コラム

2010/11/19

叫び続ける意味(茨城・HN)


▼弊紙が10月13日から21日に茨城版で連載した現場レポート『業者の叫び』について、読者から水戸支局へ感想が寄せられた。この連載は理不尽な設計変更やサービス工事などで苦しむ業者の声を代弁したもの。読者からの応援メッセージだったが、その際の訴えに、いっそう身の引き締まる思いがした

▼発注者の都合により、停滞する現場で技術者が拘束されかさむ人件費。その一方で、低価格設定の競争入札で利益が見出せないなど、いたばさみの状態が続いているという。
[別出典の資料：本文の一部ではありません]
//! Channel rule engine
//!
//! Picks a rule class from the `(channel, child)` tags of a message and
//! evaluates it against the typed view of a merged [`TokenRecord`].

pub mod rules;

#[cfg(test)]
mod tests;

pub use rules::{FdvSurgeRule, HeavyBoughtRule, KolBuyRule, NewPoolRule, RuleConfig};

use crate::parser::numeric::{parse_amount, parse_count, parse_price};
use crate::parser::{currency_to_number, percent_to_decimal};
use crate::types::{keys, TokenRecord};
use rust_decimal::Decimal;
use serde::{Deserialize, Serialize};

/// The rule classes known to the engine
#[derive(Debug, Clone, Copy, PartialEq, Eq, Hash, Serialize, Deserialize)]
#[serde(rename_all = "snake_case")]
pub enum ChannelKind {
    /// New liquidity pool channel (any child)
    NewPool,
    /// Market-cap surge channel (any child)
    FdvSurge,
    /// Signal channel, heavy-bought topic
    HeavyBought,
    /// Signal channel, KOL-buy topic
    KolBuy,
}

impl ChannelKind {
    pub fn label(&self) -> &'static str {
        match self {
            ChannelKind::NewPool => "new_pool",
            ChannelKind::FdvSurge => "fdv_surge",
            ChannelKind::HeavyBought => "heavy_bought",
            ChannelKind::KolBuy => "kol_buy",
        }
    }
}

/// Tags producers put in the `channel` / `child` envelope fields
#[derive(Debug, Clone, Deserialize)]
#[serde(default)]
pub struct ChannelConfig {
    /// Channel tag of the new-pool feed
    pub new_pool: String,
    /// Channel tag of the market-cap surge feed
    pub fdv_surge: String,
    /// Channel tag of the smart-money signal feed
    pub signal: String,
    /// Child tag of the heavy-bought topic inside the signal feed
    pub heavy_bought: String,
    /// Child tag of the KOL-buy topic inside the signal feed
    pub kol_buy: String,
}

impl Default for ChannelConfig {
    fn default() -> Self {
        Self {
            new_pool: "new_pool".to_string(),
            fdv_surge: "fdv_surge".to_string(),
            signal: "signal".to_string(),
            heavy_bought: "heavy_bought".to_string(),
            kol_buy: "kol_buy".to_string(),
        }
    }
}

impl ChannelConfig {
    /// Resolve the rule class for a pair of tags
    pub fn classify(&self, channel: &str, child: &str) -> Option<ChannelKind> {
        if channel == self.new_pool {
            Some(ChannelKind::NewPool)
        } else if channel == self.fdv_surge {
            Some(ChannelKind::FdvSurge)
        } else if channel == self.signal && child == self.heavy_bought {
            Some(ChannelKind::HeavyBought)
        } else if channel == self.signal && child == self.kol_buy {
            Some(ChannelKind::KolBuy)
        } else {
            None
        }
    }
}

/// Typed view of a token record, coerced once per merge.
///
/// Fractions come from percentage strings (`"21.53%"` -> 0.2153) and default
/// to zero; amounts come from currency strings (`"$26.4K"` -> 26400) and
/// default to zero; counts stay `None` when absent.
#[derive(Debug, Clone, Default, PartialEq)]
pub struct TokenMetrics {
    pub renounced: bool,
    pub no_mint: bool,
    pub blacklist: bool,
    pub burnt: bool,
    pub initial_lp: Decimal,
    pub top10: Decimal,
    pub pump_5m: Decimal,
    pub lp_burn: Decimal,
    pub holders: Option<u64>,
    pub txs: Option<u64>,
    pub tx_volume: Decimal,
    pub market_cap: Decimal,
    pub heavy_bought: Option<Decimal>,
    pub kol_inflow: Option<Decimal>,
    pub price: Option<Decimal>,
}

impl TokenMetrics {
    pub fn from_record(record: &TokenRecord) -> Self {
        let flag = |key: &str| record.get(key).is_some_and(|v| v.eq_ignore_ascii_case("true"));

        Self {
            renounced: flag(keys::RENOUNCED),
            no_mint: flag(keys::NO_MINT),
            blacklist: flag(keys::BLACKLIST),
            burnt: flag(keys::BURNT),
            initial_lp: percent_to_decimal(record.get(keys::INITIAL_LP)),
            top10: percent_to_decimal(record.get(keys::TOP10)),
            pump_5m: percent_to_decimal(record.get(keys::PUMP_5M)),
            lp_burn: percent_to_decimal(record.get(keys::LP_BURN)),
            holders: record.get(keys::HOLDER).and_then(parse_count),
            txs: record.get(keys::TXS).and_then(parse_count),
            tx_volume: currency_to_number(record.get(keys::TX_VOL)),
            market_cap: currency_to_number(record.get(keys::MCP)),
            heavy_bought: record.get(keys::HEAVY_BOUGHT).and_then(parse_amount),
            kol_inflow: record.get(keys::KOL_INFLOW).and_then(parse_amount),
            price: record.get(keys::PRICE).and_then(parse_price),
        }
    }

    /// Mint disabled, blacklist disabled and liquidity burnt
    pub fn is_safe(&self) -> bool {
        self.no_mint && self.blacklist && self.burnt
    }
}

/// Verdict of one evaluation
#[derive(Debug, Clone, Copy, PartialEq, Eq)]
pub struct Decision {
    pub kind: Option<ChannelKind>,
    pub actionable: bool,
}

/// Rule engine: channel lookup plus thresholds
#[derive(Debug, Clone, Default)]
pub struct DecisionEngine {
    channels: ChannelConfig,
    rules: RuleConfig,
}

impl DecisionEngine {
    pub fn new(channels: ChannelConfig, rules: RuleConfig) -> Self {
        Self { channels, rules }
    }

    pub fn channels(&self) -> &ChannelConfig {
        &self.channels
    }

    /// Evaluate the rule selected by `(channel, child)`.
    /// Unknown pairs are never actionable.
    pub fn evaluate(&self, channel: &str, child: &str, metrics: &TokenMetrics) -> bool {
        self.decide(channel, child, metrics).actionable
    }

    /// Like [`evaluate`](Self::evaluate) but also reports the rule class used
    pub fn decide(&self, channel: &str, child: &str, metrics: &TokenMetrics) -> Decision {
        let kind = self.channels.classify(channel, child);
        let actionable = kind.is_some_and(|k| self.check(k, metrics));
        Decision { kind, actionable }
    }

    pub fn check(&self, kind: ChannelKind, metrics: &TokenMetrics) -> bool {
        match kind {
            ChannelKind::NewPool => self.rules.new_pool.check(metrics),
            ChannelKind::FdvSurge => self.rules.fdv_surge.check(metrics),
            ChannelKind::HeavyBought => self.rules.heavy_bought.check(metrics),
            ChannelKind::KolBuy => self.rules.kol_buy.check(metrics),
        }
    }
}
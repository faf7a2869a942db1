//! Basic data structures
//!
//! Inputs and results of a single swap step. `AmountSpec` carries the swap mode explicitly,
//! `FeeAmount` lists the standard fee tiers and `SwapStepResult` is what the pricing kernel hands
//! back to the swap loop.
use alloy_primitives::{I256, U256};
use serde::{Deserialize, Serialize};

use crate::{errors::SwapMathError, safe_math::safe_add_u256};

/// Amount still to be swapped, tagged with the swap mode.
#[derive(Debug, Clone, Copy, PartialEq, Eq, Hash, Serialize, Deserialize)]
pub enum AmountSpec {
    /// Exact amount of the input token the caller delivers into the pool, fee included.
    ExactIn(U256),
    /// Exact amount of the output token the caller wants to receive.
    ExactOut(U256),
}

impl AmountSpec {
    /// The unsigned amount regardless of mode.
    pub fn amount(&self) -> U256 {
        match self {
            AmountSpec::ExactIn(amount) | AmountSpec::ExactOut(amount) => *amount,
        }
    }

    pub fn is_exact_in(&self) -> bool {
        matches!(self, AmountSpec::ExactIn(_))
    }
}

/// Signed convention used by swap loops that track the remaining amount as one integer:
/// non-negative values are exact input, negative values request their magnitude as output.
impl From<I256> for AmountSpec {
    fn from(value: I256) -> Self {
        if value.is_negative() {
            AmountSpec::ExactOut(value.unsigned_abs())
        } else {
            AmountSpec::ExactIn(value.into_raw())
        }
    }
}

/// Standard fee tiers in pips.
#[derive(Debug, Clone, Copy, PartialEq, Eq, Hash, Serialize, Deserialize)]
pub enum FeeAmount {
    Lowest = 100,
    Low = 500,
    Medium = 3000,
    High = 10_000,
}

impl FeeAmount {
    /// Fee rate in hundredths of a basis point.
    pub fn pips(self) -> u32 {
        self as u32
    }
}

impl TryFrom<u32> for FeeAmount {
    type Error = SwapMathError;

    fn try_from(value: u32) -> Result<Self, Self::Error> {
        match value {
            100 => Ok(FeeAmount::Lowest),
            500 => Ok(FeeAmount::Low),
            3000 => Ok(FeeAmount::Medium),
            10_000 => Ok(FeeAmount::High),
            _ => Err(SwapMathError::InvalidInput(format!("{value} is not a standard fee tier"))),
        }
    }
}

/// Outcome of one bounded swap step.
#[derive(Debug, Clone, Copy, PartialEq, Eq, Serialize, Deserialize)]
pub struct SwapStepResult {
    /// Sqrt price after the step, between the current and the target price inclusive.
    pub sqrt_price_next: U256,
    /// Input token paid into the pool, excluding the fee.
    pub amount_in: U256,
    /// Output token paid out of the pool.
    pub amount_out: U256,
    /// Fee retained by the pool, in the input token.
    pub fee_amount: U256,
    /// True when token0 is sold for token1, i.e. the price is falling.
    pub zero_for_one: bool,
}

impl SwapStepResult {
    /// Total the payer is charged for this step.
    pub fn amount_in_with_fee(&self) -> Result<U256, SwapMathError> {
        safe_add_u256(self.amount_in, self.fee_amount)
    }
}
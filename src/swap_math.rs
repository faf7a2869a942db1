use alloy_primitives::U256;
use tracing::{debug, trace};

use crate::{
    constants::{FEE_DENOMINATOR, U160_MAX},
    errors::SwapMathError,
    full_math::{mul_div, Rounding},
    models::{AmountSpec, SwapStepResult},
    safe_math::safe_sub_u256,
    sqrt_price_math,
};

/// Computes the result of swapping within a single price range.
///
/// The price moves from `sqrt_ratio_current` towards `sqrt_ratio_target` until either the
/// remaining amount is used up or the target is reached; it never moves past the target. The
/// direction is derived once from the two prices: a target at or below the current price means
/// token0 is sold for token1.
///
/// Every rounding decision favours the pool. Input amounts round up, output amounts round down
/// and the fee rounds up.
///
/// # Arguments
/// - `sqrt_ratio_current`: The current sqrt price of the pool (Q64.96).
/// - `sqrt_ratio_target`: The sqrt price that may not be crossed in this step.
/// - `liquidity`: The liquidity active between the two prices.
/// - `amount_remaining`: The amount still to be swapped, exact input or exact output.
/// - `fee_pips`: The fee rate in hundredths of a basis point.
///
/// # Errors
/// - `InvalidInput` if `fee_pips >= 1_000_000`, `liquidity` is zero, or either price is zero or
///   wider than 160 bits.
/// - Any arithmetic error raised while computing the step.
pub fn compute_swap_step(
    sqrt_ratio_current: U256,
    sqrt_ratio_target: U256,
    liquidity: u128,
    amount_remaining: AmountSpec,
    fee_pips: u32,
) -> Result<SwapStepResult, SwapMathError> {
    check_inputs(sqrt_ratio_current, sqrt_ratio_target, liquidity, fee_pips)?;

    let zero_for_one = sqrt_ratio_current >= sqrt_ratio_target;
    let exact_in = amount_remaining.is_exact_in();
    let amount_remaining_abs = amount_remaining.amount();
    let fee_denominator = U256::from(FEE_DENOMINATOR);

    let sqrt_ratio_next: U256;
    let mut amount_in = U256::ZERO;
    let mut amount_out = U256::ZERO;

    if exact_in {
        let amount_remaining_less_fee = mul_div(
            amount_remaining_abs,
            U256::from(FEE_DENOMINATOR - fee_pips),
            fee_denominator,
            Rounding::Down,
        )?;
        amount_in = amount_in_between(
            sqrt_ratio_current,
            sqrt_ratio_target,
            liquidity,
            zero_for_one,
        )?;
        sqrt_ratio_next = if amount_remaining_less_fee >= amount_in {
            sqrt_ratio_target
        } else {
            sqrt_price_math::get_next_sqrt_price_from_input(
                sqrt_ratio_current,
                liquidity,
                amount_remaining_less_fee,
                zero_for_one,
            )?
        };
    } else {
        amount_out = amount_out_between(
            sqrt_ratio_current,
            sqrt_ratio_target,
            liquidity,
            zero_for_one,
        )?;
        sqrt_ratio_next = if amount_remaining_abs >= amount_out {
            sqrt_ratio_target
        } else {
            sqrt_price_math::get_next_sqrt_price_from_output(
                sqrt_ratio_current,
                liquidity,
                amount_remaining_abs,
                zero_for_one,
            )?
        };
    }

    let max = sqrt_ratio_target == sqrt_ratio_next;

    // Amounts computed against the target only hold if the target was actually reached.
    if !(max && exact_in) {
        amount_in = amount_in_between(sqrt_ratio_current, sqrt_ratio_next, liquidity, zero_for_one)?;
    }
    if !(max && !exact_in) {
        amount_out =
            amount_out_between(sqrt_ratio_current, sqrt_ratio_next, liquidity, zero_for_one)?;
    }

    if !exact_in && amount_out > amount_remaining_abs {
        amount_out = amount_remaining_abs;
    }

    let fee_amount = if exact_in && !max {
        // the rest of the input is kept as fee
        safe_sub_u256(amount_remaining_abs, amount_in)?
    } else {
        mul_div(
            amount_in,
            U256::from(fee_pips),
            U256::from(FEE_DENOMINATOR - fee_pips),
            Rounding::Up,
        )?
    };

    let result = SwapStepResult {
        sqrt_price_next: sqrt_ratio_next,
        amount_in,
        amount_out,
        fee_amount,
        zero_for_one,
    };
    trace!(
        ?sqrt_ratio_current,
        ?sqrt_ratio_target,
        ?liquidity,
        ?amount_remaining,
        fee_pips,
        ?result,
        "SWAP STEP"
    );
    Ok(result)
}

/// Input needed to move the price from `from` to `to`, rounded up.
fn amount_in_between(
    from: U256,
    to: U256,
    liquidity: u128,
    zero_for_one: bool,
) -> Result<U256, SwapMathError> {
    if zero_for_one {
        sqrt_price_math::get_amount0_delta(to, from, liquidity, Rounding::Up)
    } else {
        sqrt_price_math::get_amount1_delta(from, to, liquidity, Rounding::Up)
    }
}

/// Output released by moving the price from `from` to `to`, rounded down.
fn amount_out_between(
    from: U256,
    to: U256,
    liquidity: u128,
    zero_for_one: bool,
) -> Result<U256, SwapMathError> {
    if zero_for_one {
        sqrt_price_math::get_amount1_delta(to, from, liquidity, Rounding::Down)
    } else {
        sqrt_price_math::get_amount0_delta(from, to, liquidity, Rounding::Down)
    }
}

fn check_inputs(
    sqrt_ratio_current: U256,
    sqrt_ratio_target: U256,
    liquidity: u128,
    fee_pips: u32,
) -> Result<(), SwapMathError> {
    let reason = if fee_pips >= FEE_DENOMINATOR {
        format!("fee of {fee_pips} pips is not below {FEE_DENOMINATOR}")
    } else if liquidity == 0 {
        "liquidity is zero".to_string()
    } else if sqrt_ratio_current.is_zero() || sqrt_ratio_target.is_zero() {
        "sqrt price is zero".to_string()
    } else if sqrt_ratio_current > U160_MAX || sqrt_ratio_target > U160_MAX {
        "sqrt price exceeds 160 bits".to_string()
    } else {
        return Ok(());
    };
    debug!(
        ?sqrt_ratio_current,
        ?sqrt_ratio_target,
        ?liquidity,
        fee_pips,
        "Rejected swap step: {reason}"
    );
    Err(SwapMathError::InvalidInput(reason))
}
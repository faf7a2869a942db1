//! Full precision multiply-divide.
//!
//! Products are formed in 512 bits so `a * b / denominator` is exact for every pair of U256
//! operands; only the final quotient has to fit into 256 bits. The rounding direction is an
//! explicit argument at every call site.
use alloy_primitives::{U256, U512};
use serde::{Deserialize, Serialize};

use crate::{
    errors::SwapMathError,
    safe_math::{
        div_mod_u256, div_mod_u512, safe_add_u256, safe_add_u512, truncate_to_u256,
        widening_mul_u256,
    },
};

/// Direction in which an inexact quotient is rounded.
#[derive(Debug, Clone, Copy, PartialEq, Eq, Hash, Serialize, Deserialize)]
pub enum Rounding {
    /// Towards zero (floor for unsigned values).
    Down,
    /// Away from zero whenever the division leaves a remainder.
    Up,
}

/// Computes `a * b / denominator` without intermediate overflow.
///
/// # Errors
/// - `DivisionByZero` if `denominator` is zero.
/// - `Overflow` if the rounded quotient does not fit into 256 bits.
pub fn mul_div(
    a: U256,
    b: U256,
    denominator: U256,
    rounding: Rounding,
) -> Result<U256, SwapMathError> {
    let product = widening_mul_u256(a, b);
    let (mut result, rest) = div_mod_u512(product, U512::from(denominator))?;
    if rounding == Rounding::Up && !rest.is_zero() {
        result = safe_add_u512(result, U512::from(1u64))?;
    }
    truncate_to_u256(result)
}

/// Divides two U256 values with the requested rounding.
pub fn div(a: U256, b: U256, rounding: Rounding) -> Result<U256, SwapMathError> {
    let (result, rest) = div_mod_u256(a, b)?;
    match rounding {
        Rounding::Up if !rest.is_zero() => safe_add_u256(result, U256::from(1u64)),
        _ => Ok(result),
    }
}
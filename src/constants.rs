use alloy_primitives::U256;

/// Number of fractional bits of a Q64.96 sqrt price.
pub const RESOLUTION: usize = 96;

/// 2^96, the fixed-point representation of one.
pub const Q96: U256 = U256::from_limbs([0, 4294967296, 0, 0]);

/// 2^160 - 1. Sqrt prices never exceed 160 bits.
pub const U160_MAX: U256 = U256::from_limbs([u64::MAX, u64::MAX, 4294967295, 0]);

/// Fee rates are expressed in pips, hundredths of a basis point.
pub const FEE_DENOMINATOR: u32 = 1_000_000;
言いたいことを言えない。あるいは言っても現場レベルで止まってしまう切なる声。幣紙にしか訴えるところが無いのだという

▼そんな出来事から程なくして、茨城県から連載について反応があった。土木部総括技監からは改善策に取り組みたいとの嬉しい声だ。無論、『業者の叫び』は県に向けた声だけではない。国や市町村など発注者全体に向けたメッセージでもある。発注者側の言い分もあるだろうが、今回は県の姿勢に大いに期待したい

▼弊紙は読者の悩みをズバリ解決する?駆け込み寺?ではない。だが、双方に貢献することは重要な役割なので今回の反応は嬉しい。ただ、行政を批判しているわけではない。業者の切実な声を真摯に受け止めて、それに応えて欲しいという想いだけである

▼より良い社会資本整備の担い手として建設業界の育成もある。今後、県土木部では部長や総括技監ら主導のもと、現場の状況改善に取り組むと聞いている。その流れが、市町村、その他の発注機関へと波及することも期待したい。当然だが業界の自助努力も絶対に忘れてはならない。(茨城・HN)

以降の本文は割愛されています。